====== Source material ======

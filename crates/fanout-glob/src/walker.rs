//! Core async file walker, generic over `WalkerFs`.
//!
//! Depth-first traversal with sorted, deterministic output order.

use std::fmt;
use std::path::{Path, PathBuf};
use std::sync::Arc;

use crate::glob_path::GlobPath;
use crate::{WalkerDirEntry, WalkerError, WalkerFs};

/// Types of entries to include in walk results.
#[derive(Debug, Clone, Copy, Default)]
pub struct EntryTypes {
    /// Include regular files and symlinks.
    pub files: bool,
    /// Include directories.
    pub dirs: bool,
}

impl EntryTypes {
    /// Include only files.
    pub fn files_only() -> Self {
        Self {
            files: true,
            dirs: false,
        }
    }

    /// Include both files and directories.
    pub fn all() -> Self {
        Self {
            files: true,
            dirs: true,
        }
    }
}

/// Callback invoked when a non-fatal error occurs during walking.
pub type ErrorCallback = Arc<dyn Fn(&Path, &WalkerError) + Send + Sync>;

/// Options for file walking.
#[derive(Clone)]
pub struct WalkOptions {
    /// Types of entries to include.
    pub entry_types: EntryTypes,
    /// Include hidden entries (starting with `.`).
    pub include_hidden: bool,
    /// Optional callback for unreadable directories. `None` skips them
    /// silently.
    pub on_error: Option<ErrorCallback>,
}

impl fmt::Debug for WalkOptions {
    fn fmt(&self, f: &mut fmt::Formatter<'_>) -> fmt::Result {
        f.debug_struct("WalkOptions")
            .field("entry_types", &self.entry_types)
            .field("include_hidden", &self.include_hidden)
            .field("on_error", &self.on_error.as_ref().map(|_| "..."))
            .finish()
    }
}

impl Default for WalkOptions {
    fn default() -> Self {
        Self {
            entry_types: EntryTypes::files_only(),
            include_hidden: false,
            on_error: None,
        }
    }
}

/// Async file walker, generic over any `WalkerFs` implementation.
///
/// Symlinks are never followed: a symlinked directory is yielded like a
/// file and its contents are not visited.
///
/// # Examples
/// ```ignore
/// use fanout_glob::{FileWalker, GlobPath, WalkOptions};
///
/// let walker = FileWalker::new(&fs, "skps")
///     .with_pattern(GlobPath::new("**/*.skp").unwrap())
///     .with_options(WalkOptions::default());
///
/// let files = walker.collect().await?;
/// ```
pub struct FileWalker<'a, F: WalkerFs> {
    fs: &'a F,
    root: PathBuf,
    pattern: Option<GlobPath>,
    options: WalkOptions,
}

impl<'a, F: WalkerFs> FileWalker<'a, F> {
    /// Create a new file walker starting at the given root.
    pub fn new(fs: &'a F, root: impl AsRef<Path>) -> Self {
        Self {
            fs,
            root: root.as_ref().to_path_buf(),
            pattern: None,
            options: WalkOptions::default(),
        }
    }

    /// Only yield entries whose path relative to the root matches.
    pub fn with_pattern(mut self, pattern: GlobPath) -> Self {
        self.pattern = Some(pattern);
        self
    }

    /// Set walk options.
    pub fn with_options(mut self, options: WalkOptions) -> Self {
        self.options = options;
        self
    }

    /// Collect all matching paths.
    ///
    /// Unreadable directories are reported through `on_error` and skipped,
    /// so the walk itself does not fail on them.
    pub async fn collect(self) -> Result<Vec<PathBuf>, WalkerError> {
        let mut results = Vec::new();
        let mut stack = vec![(self.root.clone(), 0usize)];

        while let Some((dir, depth)) = stack.pop() {
            let entries = match self.fs.list_dir(&dir).await {
                Ok(entries) => entries,
                Err(err) => {
                    self.report(&dir, &err);
                    continue;
                }
            };

            let mut entries: Vec<(String, bool, bool)> = entries
                .into_iter()
                .map(|e| (e.name().to_string(), e.is_dir(), e.is_symlink()))
                .collect();
            entries.sort_by(|a, b| a.0.cmp(&b.0));

            let mut dirs_to_push = Vec::new();

            for (name, is_dir, is_symlink) in entries {
                if !self.options.include_hidden && name.starts_with('.') {
                    continue;
                }
                let full_path = dir.join(&name);

                if !is_dir || is_symlink {
                    if self.options.entry_types.files && self.matches_pattern(&full_path) {
                        results.push(full_path);
                    }
                    continue;
                }

                if self.should_recurse(depth) {
                    dirs_to_push.push((full_path.clone(), depth + 1));
                }
                if self.options.entry_types.dirs && self.matches_pattern(&full_path) {
                    results.push(full_path);
                }
            }

            // LIFO stack: reverse so the alphabetically-first dir pops first
            dirs_to_push.reverse();
            stack.extend(dirs_to_push);
        }

        Ok(results)
    }

    fn report(&self, path: &Path, err: &WalkerError) {
        if let Some(ref cb) = self.options.on_error {
            cb(path, err);
        }
    }

    fn should_recurse(&self, depth: usize) -> bool {
        match self.pattern.as_ref().and_then(GlobPath::fixed_depth) {
            Some(fixed) => depth + 1 < fixed,
            None => true,
        }
    }

    fn relative_path(&self, full_path: &Path) -> PathBuf {
        full_path
            .strip_prefix(&self.root)
            .map(Path::to_path_buf)
            .unwrap_or_else(|_| full_path.to_path_buf())
    }

    fn matches_pattern(&self, path: &Path) -> bool {
        match &self.pattern {
            Some(pattern) => pattern.matches(&self.relative_path(path)),
            None => true,
        }
    }
}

======

- **Description of the task**
Copy out each record above exactly, leaving nothing out.

- **Response**
filename crates/fanout-glob/src/walker.rs
//! Core async file walker, generic over `WalkerFs`.
//!
//! Depth-first traversal with sorted, deterministic output order.

use std::fmt;
use std::path::{Path, PathBuf};
use std::sync::Arc;

use crate::glob_path::GlobPath;
use crate::{WalkerDirEntry, WalkerError, WalkerFs};

/// Types of entries to include in walk results.
#[derive(Debug, Clone, Copy, Default)]
pub struct EntryTypes {
    /// Include regular files and symlinks.
    pub files: bool,
    /// Include directories.
    pub dirs: bool,
}

impl EntryTypes {
    /// Include only files.
    pub fn files_only() -> Self {
        Self {
            files: true,
            dirs: false,
        }
    }

    /// Include both files and directories.
    pub fn all() -> Self {
        Self {
            files: true,
            dirs: true,
        }
    }
}

/// Callback invoked when a non-fatal error occurs during walking.
pub type ErrorCallback = Arc<dyn Fn(&Path, &WalkerError) + Send + Sync>;

/// Options for file walking.
#[derive(Clone)]
pub struct WalkOptions {
    /// Types of entries to include.
    pub entry_types: EntryTypes,
    /// Include hidden entries (starting with `.`).
    pub include_hidden: bool,
    /// Optional callback for unreadable directories. `None` skips them
    /// silently.
    pub on_error: Option<ErrorCallback>,
}

impl fmt::Debug for WalkOptions {
    fn fmt(&self, f: &mut fmt::Formatter<'_>) -> fmt::Result {
        f.debug_struct("WalkOptions")
            .field("entry_types", &self.entry_types)
            .field("include_hidden", &self.include_hidden)
            .field("on_error", &self.on_error.as_ref().map(|_| "..."))
            .finish()
    }
}

impl Default for WalkOptions {
    fn default() -> Self {
        Self {
            entry_types: EntryTypes::files_only(),
            include_hidden: false,
            on_error: None,
        }
    }
}

/// Async file walker, generic over any `WalkerFs` implementation.
///
/// Symlinks are never followed: a symlinked directory is yielded like a
/// file and its contents are not visited.
///
/// # Examples
/// ```ignore
/// use fanout_glob::{FileWalker, GlobPath, WalkOptions};
///
/// let walker = FileWalker::new(&fs, "skps")
///     .with_pattern(GlobPath::new("**/*.skp").unwrap())
///     .with_options(WalkOptions::default());
///
/// let files = walker.collect().await?;
/// ```
pub struct FileWalker<'a, F: WalkerFs> {
    fs: &'a F,
    root: PathBuf,
    pattern: Option<GlobPath>,
    options: WalkOptions,
}

impl<'a, F: WalkerFs> FileWalker<'a, F> {
    /// Create a new file walker starting at the given root.
    pub fn new(fs: &'a F, root: impl AsRef<Path>) -> Self {
        Self {
            fs,
            root: root.as_ref().to_path_buf(),
            pattern: None,
            options: WalkOptions::default(),
        }
    }

    /// Only yield entries whose path relative to the root matches.
    pub fn with_pattern(mut self, pattern: GlobPath) -> Self {
        self.pattern = Some(pattern);
        self
    }

    /// Set walk options.
    pub fn with_options(mut self, options: WalkOptions) -> Self {
        self.options = options;
        self
    }

    /// Collect all matching paths.
    ///
    /// Unreadable directories are reported through `on_error` and skipped,
    /// so the walk itself does not fail on them.
    pub async fn collect(self) -> Result<Vec<PathBuf>, WalkerError> {
        let mut results = Vec::new();
        let mut stack = vec![(self.root.clone(), 0usize)];

        while let Some((dir, depth)) = stack.pop() {
            let entries = match self.fs.list_dir(&dir).await {
                Ok(entries) => entries,
                Err(err) => {
                    self.report(&dir, &err);
                    continue;
                }
            };

            let mut entries: Vec<(String, bool, bool)> = entries
                .into_iter()
                .map(|e| (e.name().to_string(), e.is_dir(), e.is_symlink()))
                .collect();
            entries.sort_by(|a, b| a.0.cmp(&b.0));

            let mut dirs_to_push = Vec::new();

            for (name, is_dir, is_symlink) in entries {
                if !self.options.include_hidden && name.starts_with('.') {
                    continue;
                }
                let full_path = dir.join(&name);

                if !is_dir || is_symlink {
                    if self.options.entry_types.files && self.matches_pattern(&full_path) {
                        results.push(full_path);
                    }
                    continue;
                }

                if self.should_recurse(depth) {
                    dirs_to_push.push((full_path.clone(), depth + 1));
                }
                if self.options.entry_types.dirs && self.matches_pattern(&full_path) {
                    results.push(full_path);
                }
            }

            // LIFO stack: reverse so the alphabetically-first dir pops first
            dirs_to_push.reverse();
            stack.extend(dirs_to_push);
        }

        Ok(results)
    }

    fn report(&self, path: &Path, err: &WalkerError) {
        if let Some(ref cb) = self.options.on_error {
            cb(path, err);
        }
    }

    fn should_recurse(&self, depth: usize) -> bool {
        match self.pattern.as_ref().and_then(GlobPath::fixed_depth) {
            Some(fixed) => depth + 1 < fixed,
            None => true,
        }
    }

    fn relative_path(&self, full_path: &Path) -> PathBuf {
        full_path
            .strip_prefix(&self.root)
            .map(Path::to_path_buf)
            .unwrap_or_else(|_| full_path.to_path_buf())
    }

    fn matches_pattern(&self, path: &Path) -> bool {
        match &self.pattern {
            Some(pattern) => pattern.matches(&self.relative_path(path)),
            None => true,
        }
    }
}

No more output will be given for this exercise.